Purpose: Increasing of the rate of azole resistant strains among the clinical isolates of A. fumigatus is becoming a serious concern worldwide. To know the recent status of azole resistance of the fungus in Japan, we investigated antifungal susceptibility and cyp51A mutations of clinical isolates of A. fumigatus in the culture collection of Medical Mycology Research Center, Chiba University (MMRC).

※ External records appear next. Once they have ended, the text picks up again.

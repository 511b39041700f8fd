//! Engine configuration.

use std::path::{Path, PathBuf};

/// Configuration for opening an engine.
#[derive(Debug, Clone)]
pub struct EngineConfig {
    /// Database directory. `None` opens a purely in-memory engine.
    pub path: Option<PathBuf>,

    /// Whether to create the database directory if it doesn't exist.
    pub create_if_missing: bool,

    /// Whether to error if the database already exists.
    pub error_if_exists: bool,

    /// Whether to sync the commit log on every commit (safer but slower).
    pub sync_on_commit: bool,

    /// Bytes of log writes accumulated before an automatic sync when
    /// `sync_on_commit` is disabled.
    pub write_buffer_size: usize,

    /// Advisory read cache size in bytes. The engine keeps all data
    /// resident, so this value is only recorded.
    pub cache_size: usize,

    /// Emit a `tracing::debug!` event for every write and commit.
    pub debug_logging: bool,
}

impl Default for EngineConfig {
    fn default() -> Self {
        Self {
            path: None,
            create_if_missing: true,
            error_if_exists: false,
            sync_on_commit: true,
            write_buffer_size: 64 * 1024 * 1024, // 64 MB
            cache_size: 128 * 1024 * 1024,       // 128 MB
            debug_logging: false,
        }
    }
}

impl EngineConfig {
    /// Creates a new configuration with default values.
    #[must_use]
    pub fn new() -> Self {
        Self::default()
    }

    /// Creates a configuration for an on-disk database at `path`.
    #[must_use]
    pub fn at(path: impl AsRef<Path>) -> Self {
        Self {
            path: Some(path.as_ref().to_path_buf()),
            ..Self::default()
        }
    }

    /// Sets whether to create the database if missing.
    #[must_use]
    pub const fn create_if_missing(mut self, value: bool) -> Self {
        self.create_if_missing = value;
        self
    }

    /// Sets whether to error if the database exists.
    #[must_use]
    pub const fn error_if_exists(mut self, value: bool) -> Self {
        self.error_if_exists = value;
        self
    }

    /// Sets whether to sync the log on every commit.
    #[must_use]
    pub const fn sync_on_commit(mut self, value: bool) -> Self {
        self.sync_on_commit = value;
        self
    }

    /// Sets the write buffer size in bytes.
    #[must_use]
    pub const fn write_buffer_size(mut self, size: usize) -> Self {
        self.write_buffer_size = size;
        self
    }

    /// Sets the advisory cache size in bytes.
    #[must_use]
    pub const fn cache_size(mut self, size: usize) -> Self {
        self.cache_size = size;
        self
    }

    /// Enables or disables per-operation debug events.
    #[must_use]
    pub const fn debug_logging(mut self, value: bool) -> Self {
        self.debug_logging = value;
        self
    }
}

Methods: We tested antifungal susceptibilities according to CLSI M38A2. Regarding azole-resistant strains, we analyzed the cyp51A gene of each resistant strain.
Results: Total of 411 A. fumigatus strains which isolated from patients between 2011 and 2016 were examined. Among these strains, 25 (6.1%) isolates were determined as resistant to azole(s). The tandem repeat in cyp51A promoter region was detected in 3 strains. Sixteen strains had point mutation in cyp51A gene, and isolated from patients with the history of given azole(s). Particularly, all of the strains with G448S mutation were isolated from patients to whom voriconazole had administered. By Fisher’s exact test, the G448S mutation is correlated with the administration of voriconazole in each patient (P=0.0239). The remaining 6 strains had no mutation in cyp51A.
Conclusion: In the previous report (Tashiro M, AAC 2012), only G54 mutation were found in resistant A. fumigatus strains, but changing the profile of cyp51A mutation are emerging in Japan.